Exhale is the seventh studio album by Plumb. Word Records alongside Curb Records released the album on May 4, 2015. Plumb worked with Matt Bronleewe in the production of this album.

==Background==
This album follows her 2013 album, Need You Now, that was also produced by Matt Bronleewe, as well as, Exhale. The album was released on May 4, 2015, by Word Records and Curb Records, making the album her seventh studio album.

==Critical reception==

Awarding the album four stars at CCM Magazine, Matt Conner states, "Plumb's latest offering, Exhale, continues her streak of heartfelt, resonate releases marked by memorable melodies ... Overall it's a well-rounded set of songs from a respected artist who has been there." Alex Caldwell, assigning the album four and a half stars for Jesus Freak Hideout, writes, "Exhale ... portray[s] an honest journey of faith and doubt, of hope and pain." Giving the album four stars by Michael Weaver from Jesus Freak Hideout, says, "Exhale is an exceptional album worthy of your attention." In a four star review by New Release Tuesday, Jonathan J. Francesco describes, "this album is a rewarding and roaring success, combining passionate vocals, lyrics, melodies, and music into a tight and accessible package."

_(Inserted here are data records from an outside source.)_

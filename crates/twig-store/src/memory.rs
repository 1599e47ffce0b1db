//! Object store held entirely in memory.

use std::collections::HashMap;
use std::sync::RwLock;

use twig_types::ObjectId;

use crate::error::{StoreError, StoreResult};
use crate::object::{ObjectKind, StoredObject};
use crate::traits::ObjectStore;

/// Object store backed by a `HashMap`, for tests and embedding.
///
/// A batch is checked in full before anything is inserted and then inserted
/// under a single write lock, so a concurrent reader sees either none or all
/// of a session flush.
pub struct InMemoryObjectStore {
    objects: RwLock<HashMap<ObjectId, StoredObject>>,
}

/// The id `object` is stored under; the null id is reserved.
fn storage_id(object: &StoredObject) -> StoreResult<ObjectId> {
    let id = object.compute_id();
    if id.is_null() {
        return Err(StoreError::NullObjectId);
    }
    Ok(id)
}

impl InMemoryObjectStore {
    pub fn new() -> Self {
        Self {
            objects: RwLock::new(HashMap::new()),
        }
    }

    pub fn len(&self) -> usize {
        self.objects.read().expect("lock poisoned").len()
    }

    pub fn is_empty(&self) -> bool {
        self.objects.read().expect("lock poisoned").is_empty()
    }

    /// Every stored id, sorted.
    pub fn all_ids(&self) -> Vec<ObjectId> {
        let map = self.objects.read().expect("lock poisoned");
        let mut ids: Vec<ObjectId> = map.keys().copied().collect();
        ids.sort();
        ids
    }

    /// Sorted ids of the stored objects of one kind.
    pub fn ids_of_kind(&self, kind: ObjectKind) -> Vec<ObjectId> {
        let map = self.objects.read().expect("lock poisoned");
        let mut ids: Vec<ObjectId> = map
            .iter()
            .filter(|(_, object)| object.kind == kind)
            .map(|(id, _)| *id)
            .collect();
        ids.sort();
        ids
    }
}

impl Default for InMemoryObjectStore {
    fn default() -> Self {
        Self::new()
    }
}

impl ObjectStore for InMemoryObjectStore {
    fn read(&self, id: &ObjectId) -> StoreResult<Option<StoredObject>> {
        let map = self.objects.read().expect("lock poisoned");
        Ok(map.get(id).cloned())
    }

    fn write(&self, object: &StoredObject) -> StoreResult<ObjectId> {
        let id = storage_id(object)?;
        let mut map = self.objects.write().expect("lock poisoned");
        map.entry(id).or_insert_with(|| object.clone());
        Ok(id)
    }

    fn exists(&self, id: &ObjectId) -> StoreResult<bool> {
        let map = self.objects.read().expect("lock poisoned");
        Ok(map.contains_key(id))
    }

    fn write_batch(&self, objects: &[StoredObject]) -> StoreResult<Vec<ObjectId>> {
        let ids = objects
            .iter()
            .map(storage_id)
            .collect::<StoreResult<Vec<_>>>()?;
        let mut map = self.objects.write().expect("lock poisoned");
        for (id, object) in ids.iter().zip(objects) {
            map.entry(*id).or_insert_with(|| object.clone());
        }
        Ok(ids)
    }
}

impl std::fmt::Debug for InMemoryObjectStore {
    fn fmt(&self, f: &mut std::fmt::Formatter<'_>) -> std::fmt::Result {
        f.debug_struct("InMemoryObjectStore")
            .field("objects", &self.len())
            .finish()
    }
}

Writing a 4.1 star review for FDRMX, Joe Frazier states, "Exhale ... beautifully reflects His loving us in our worst state while having done all of the work to move us to a redeemed state". Rating the album a ten out of ten for Cross Rhythms, Tim Holden writes, "There really are no weak tracks here and it is very easy to be drawn into the emotions of every one of them and taken up with the honest and uplifting lyrics. A must have album." DeWayne Hamby, reviewing the album for Charisma, writes, "Plumb delivers a collection of modern worship songs about healing, restoration, redemption and, most of all, hope in the midst of darkness...Exhale is not only an album of hope but most of all a personal worship experience. Although, mellower that Plumb's early rock releases, it still should appeal to longtime listeners as well as those searching for songs to express their heavenly gratitude to Jesus Christ."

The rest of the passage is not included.